# Debbie Macomber's Cruise



## bbk (Mar 23, 2014)

I know several KP's are going on this cruise and would love to meet some of you. I think someone posted and organized a group topic a few months a go but I got busy and wasn't on line much for awhile. Any plans to get together on the ship??
bbk


----------



## Nina Weddle Tullis (Feb 13, 2011)

Do you know if this is a knitting cruise with Debbie Macomber or if it is promoting her books? I enjoy her books very much.


----------



## bbk (Mar 23, 2014)

It's a knitting cruise from Seattle to Alaska and back. Lots of neat classes and activities planned as well as sightseeing at the various ports


----------



## NeetaKnits (Dec 25, 2014)

I did not see the cruise details...does anyone have the date, shipline or link?


----------



## bbk (Mar 23, 2014)

The cruise leaves from Seattle next Sunday. I think it's been sold out. She did this last year too so it might be an annual event for her shop.


----------



## NeetaKnits (Dec 25, 2014)

Thank you much! I have read her romance novels but, did not know she was a knitter too. How surprising!


----------



## bbk (Mar 23, 2014)

Have you read her Blossom Street series? About a knit shop in Seattle and the women who run it and customers. Great set of books!


----------



## Nina Weddle Tullis (Feb 13, 2011)

I thought she sold the yarn shop in Port Orchard, but maybe not. She used to live in Port Orchard. I had a friend who lived there in Port Orchard and they read a lot of her books.


----------



## bbk (Mar 23, 2014)

From what I know she still owns the shop and spends some time in Port Orchard but most of the time in Florida.


----------



## deshka (Apr 6, 2011)

My daughter lives in Por Torchard and I will have to have us go to some yarn shops there.


----------



## Nina Weddle Tullis (Feb 13, 2011)

deshka said:


> My daughter lives in Por Torchard and I will have to have us go to some yarn shops there.

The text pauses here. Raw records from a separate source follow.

//! In-memory map host.
//!
//! `HeadlessMap` implements every host trait without a renderer: a linear
//! projection around a fixed centre, labels with a text-derived size, and
//! connector lines kept in a list. It backs the integration tests and the
//! demo, and is a starting point for hosts that do their own drawing.

use crate::host::{ConnectorLayer, ConnectorStyle, LabelBinding, LabelSurface, MapView};
use crate::types::{LatLng, Offset, Point, Px, PtPx, Size, SizePx, Viewport};

/// Approximate advance of one label character
const CHAR_WIDTH: f64 = 7.0;
/// Horizontal padding inside a label box
const LABEL_PADDING: f64 = 12.0;
const LABEL_HEIGHT: f64 = 18.0;
/// World width in pixels at zoom 0
const TILE_SIZE: f64 = 256.0;

/// Marker handle
#[derive(Debug, Clone, Copy, PartialEq, Eq, Hash)]
pub struct MarkerId(pub usize);

/// Connector handle
#[derive(Debug, Clone, Copy, PartialEq, Eq, Hash)]
pub struct LineId(pub usize);

#[derive(Debug, Clone)]
pub struct HeadlessMarker {
    pub lat_lng: LatLng,
    pub label: Option<HeadlessLabel>,
}

#[derive(Debug, Clone)]
pub struct HeadlessLabel {
    pub text: String,
    /// Top-left in layer pixels; None until first positioned
    pub position: Option<PtPx>,
    /// Whether the element has been through a render pass
    pub rendered: bool,
    pub binding: Option<LabelBinding>,
    /// Stacking order; higher is in front
    pub z_index: u32,
}

impl HeadlessLabel {
    fn new(text: String, rendered: bool) -> Self {
        Self { text, position: None, rendered, binding: None, z_index: 0 }
    }

    /// Box size derived from the text length.
    pub fn size(&self) -> SizePx {
        let chars = self.text.chars().count() as f64;
        Size::new(Px(chars * CHAR_WIDTH + LABEL_PADDING), Px(LABEL_HEIGHT))
    }
}

#[derive(Debug, Clone, PartialEq)]
pub struct HeadlessLine {
    pub from: PtPx,
    pub to: PtPx,
    pub style: Option<ConnectorStyle>,
    pub in_view: bool,
}

/// A map without a screen.
#[derive(Debug, Clone)]
pub struct HeadlessMap {
    window: SizePx,
    center: LatLng,
    zoom: f64,
    pan: Offset<Px>,
    measure_on_bind: bool,
    markers: Vec<HeadlessMarker>,
    lines: Vec<HeadlessLine>,
    next_z: u32,
}

impl HeadlessMap {
    /// A `width` x `height` window centred on (0, 0) at zoom 0.
    pub fn new(width: f64, height: f64) -> Self {
        Self {
            window: Size::new(Px(width), Px(height)),
            center: LatLng::default(),
            zoom: 0.0,
            pan: Offset::new(Px(0.0), Px(0.0)),
            measure_on_bind: true,
            markers: Vec::new(),
            lines: Vec::new(),
            next_z: 0,
        }
    }

    pub fn with_center(mut self, center: LatLng, zoom: f64) -> Self {
        self.center = center;
        self.zoom = zoom;
        self
    }

    /// When false, rebound labels report no size until [`render`](Self::render).
    pub fn with_measure_on_bind(mut self, measure: bool) -> Self {
        self.measure_on_bind = measure;
        self
    }

    /// Add a marker with a rendered label. Returns its handle.
    pub fn add_marker(&mut self, lat: f64, lng: f64, text: impl Into<String>) -> MarkerId {
        self.markers.push(HeadlessMarker {
            lat_lng: LatLng::new(lat, lng),
            label: Some(HeadlessLabel::new(text.into(), true)),
        });
        MarkerId(self.markers.len() - 1)
    }

    /// Add a marker with no label bound.
    pub fn add_bare_marker(&mut self, lat: f64, lng: f64) -> MarkerId {
        self.markers.push(HeadlessMarker { lat_lng: LatLng::new(lat, lng), label: None });
        MarkerId(self.markers.len() - 1)
    }

    pub fn remove_label(&mut self, marker: MarkerId) {
        if let Some(m) = self.markers.get_mut(marker.0) {
            m.label = None;
        }
    }

    /// Complete a render pass: every label becomes measurable.
    pub fn render(&mut self) {
        for label in self.markers.iter_mut().filter_map(|m| m.label.as_mut()) {
            label.rendered = true;
        }
    }

    pub fn set_zoom(&mut self, zoom: f64) {
        self.zoom = zoom;
    }

    pub fn pan_by(&mut self, dx: f64, dy: f64) {
        self.pan = Offset::new(self.pan.dx + Px(dx), self.pan.dy + Px(dy));
    }

    pub fn resize(&mut self, width: f64, height: f64) {
        self.window = Size::new(Px(width), Px(height));
    }

    pub fn marker(&self, marker: MarkerId) -> Option<&HeadlessMarker> {
        self.markers.get(marker.0)
    }

    pub fn label(&self, marker: MarkerId) -> Option<&HeadlessLabel> {
        self.marker(marker).and_then(|m| m.label.as_ref())
    }

    /// Top-left and size of a positioned label.
    pub fn label_box(&self, marker: MarkerId) -> Option<(PtPx, SizePx)> {
        let label = self.label(marker)?;
        Some((label.position?, label.size()))
    }

    pub fn line(&self, line: LineId) -> Option<&HeadlessLine> {
        self.lines.get(line.0)
    }

    pub fn lines_in_view(&self) -> impl Iterator<Item = &HeadlessLine> {
        self.lines.iter().filter(|l| l.in_view)
    }

    /// Pixels per degree at the current zoom.
    fn scale(&self) -> f64 {
        TILE_SIZE * self.zoom.exp2() / 360.0
    }

    fn label_mut(&mut self, marker: &MarkerId) -> Option<&mut HeadlessLabel> {
        self.markers.get_mut(marker.0).and_then(|m| m.label.as_mut())
    }
}

impl MapView for HeadlessMap {
    type Marker = MarkerId;

    fn marker_lat_lng(&self, marker: &MarkerId) -> LatLng {
        self.markers.get(marker.0).map(|m| m.lat_lng).unwrap_or_default()
    }

    fn project(&self, lat_lng: LatLng) -> PtPx {
        let scale = self.scale();
        Point::new(
            Px((lat_lng.lng - self.center.lng) * scale) + self.window.w / 2.0,
            Px((self.center.lat - lat_lng.lat) * scale) + self.window.h / 2.0,
        )
    }

    fn viewport_bounds(&self) -> Viewport {
        let nw = Point::new(self.pan.dx, self.pan.dy);
        let se = Point::new(self.pan.dx + self.window.w, self.pan.dy + self.window.h);
        Viewport::new(nw, se)
    }

    fn viewport_size(&self) -> SizePx {
        self.window
    }
}

impl LabelSurface for HeadlessMap {
    fn has_label(&self, marker: &MarkerId) -> bool {
        self.label(*marker).is_some()
    }

    fn rebind_label(&mut self, marker: &MarkerId, binding: &LabelBinding) -> bool {
        let rendered = self.measure_on_bind;
        let Some(label) = self.label_mut(marker) else {
            return false;
        };
        let mut rebound = HeadlessLabel::new(std::mem::take(&mut label.text), rendered);
        rebound.binding = Some(binding.clone());
        *label = rebound;
        true
    }

    fn label_position(&self, marker: &MarkerId) -> Option<PtPx> {
        self.label(*marker).and_then(|l| l.position)
    }

    fn set_label_position(&mut self, marker: &MarkerId, position: PtPx) {
        if let Some(label) = self.label_mut(marker) {
            label.position = Some(position);
        }
    }

    fn label_size(&self, marker: &MarkerId) -> Option<SizePx> {
        self.label(*marker).filter(|l| l.rendered).map(HeadlessLabel::size)
    }

    fn bring_label_to_front(&mut self, marker: &MarkerId) {
        self.next_z += 1;
        let z = self.next_z;
        if let Some(label) = self.label_mut(marker) {
            label.z_index = z;
        }
    }
}

impl ConnectorLayer for HeadlessMap {
    type Connector = LineId;

    fn create_line(&mut self, from: PtPx, to: PtPx) -> LineId {
        self.lines.push(HeadlessLine { from, to, style: None, in_view: false });
        LineId(self.lines.len() - 1)
    }

    fn add_to_view(&mut self, connector: &LineId) {
        if let Some(line) = self.lines.get_mut(connector.0) {
            line.in_view = true;
        }
    }

    fn remove_from_view(&mut self, connector: &LineId) {
        if let Some(line) = self.lines.get_mut(connector.0) {
            line.in_view = false;
        }
    }

    fn set_style(&mut self, connector: &LineId, style: &ConnectorStyle) {
        if let Some(line) = self.lines.get_mut(connector.0) {
            line.style = Some(style.clone());
        }
    }
}

#[cfg(test)]
mod tests {
    use super::*;
    use crate::host::LabelDirection;
    use crate::types::px;

    fn binding() -> LabelBinding {
        LabelBinding {
            class_name: "tooltip-layout".into(),
            permanent: true,
            interactive: true,
            direction: LabelDirection::Left,
            sticky: false,
        }
    }

    #[test]
    fn centre_projects_to_window_middle() {
        let map = HeadlessMap::new(800.0, 600.0).with_center(LatLng::new(10.0, 20.0), 3.0);
        assert_eq!(map.project(LatLng::new(10.0, 20.0)), px(400.0, 300.0));
    }

    #[test]
    fn north_is_up_and_east_is_right() {
        let map = HeadlessMap::new(800.0, 600.0);
        let p = map.project(LatLng::new(1.0, 1.0));
        assert!(p.x > Px(400.0));
        assert!(p.y < Px(300.0));
    }

    #[test]
    fn zoom_doubles_distances() {
        let mut map = HeadlessMap::new(800.0, 600.0);
        let a = map.project(LatLng::new(0.0, 10.0)).x - Px(400.0);
        map.set_zoom(1.0);
        let b = map.project(LatLng::new(0.0, 10.0)).x - Px(400.0);
        assert!((b.raw() - 2.0 * a.raw()).abs() < 1e-9);
    }

    #[test]
    fn pan_moves_bounds() {
        let mut map = HeadlessMap::new(800.0, 600.0);
        map.pan_by(50.0, -20.0);
        assert_eq!(map.viewport_bounds(), Viewport::new(px(50.0, -20.0), px(850.0, 580.0)));
    }

    #[test]
    fn rebind_keeps_text_and_resets_position() {
        let mut map = HeadlessMap::new(800.0, 600.0).with_measure_on_bind(false);
        let m = map.add_marker(0.0, 0.0, "Lyon");
        map.set_label_position(&m, px(1.0, 2.0));
        assert!(map.rebind_label(&m, &binding()));

        let label = map.label(m).unwrap();
        assert_eq!(label.text, "Lyon");
        assert_eq!(label.position, None);
        assert_eq!(label.binding.as_ref().map(|b| b.class_name.as_str()), Some("tooltip-layout"));
        assert_eq!(map.label_size(&m), None);

        map.render();
        assert_eq!(map.label_size(&m), Some(Size::new(Px(40.0), Px(18.0))));
    }

    #[test]
    fn rebind_without_label_fails() {
        let mut map = HeadlessMap::new(800.0, 600.0);
        let m = map.add_bare_marker(0.0, 0.0);
        assert!(!map.rebind_label(&m, &binding()));
        assert!(!map.has_label(&m));
    }

    #[test]
    fn lines_track_view_membership() {
        let mut map = HeadlessMap::new(800.0, 600.0);
        let line = map.create_line(px(0.0, 0.0), px(5.0, 5.0));
        assert_eq!(map.lines_in_view().count(), 0);
        map.add_to_view(&line);
        assert_eq!(map.lines_in_view().count(), 1);
        map.remove_from_view(&line);
        assert_eq!(map.lines_in_view().count(), 0);
    }
}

She still owns the yarn shop at 1140 Bethel in Port Orchard. I looked it up on google. It is a large blue house made into a shop. Very pretty.
You can't miss it.


----------



## randiejg (Oct 29, 2011)

You should visit her website (www.debbiemacomber.com) and join her mailing list, so you can hear about different events she appears at or hosts, and when all of her new books will be coming out, as well as other news. 

There's also a monthly drawing for various items (signed books, videos, knitting related items such as yarn, etc.).


----------



## Knitnutty (Feb 9, 2011)

She still owns the yarn shop and the tea house next to it. Her office is above the yarn shop where she does a lot of her writing. Her and her husband always spend the winters in Florida now.


----------



## Deenasan (Apr 7, 2013)

Sounds like it would be fun to do. Maybe next year. I'll get on her mailing list.


----------



## litprincesstwo (Nov 11, 2012)

I was in her shop last week on my vacation. The ladies were so nice and helpful. My great niece (10 yrs old) wanted roving but I know nothing about it. One of the ladies helped her and she ended up buying two packages of roving. 

She's making a small cat with it, unless of course her real cats get to it first! Had to explain why it is dangerous for her to leave it out where her cats could get into it.


----------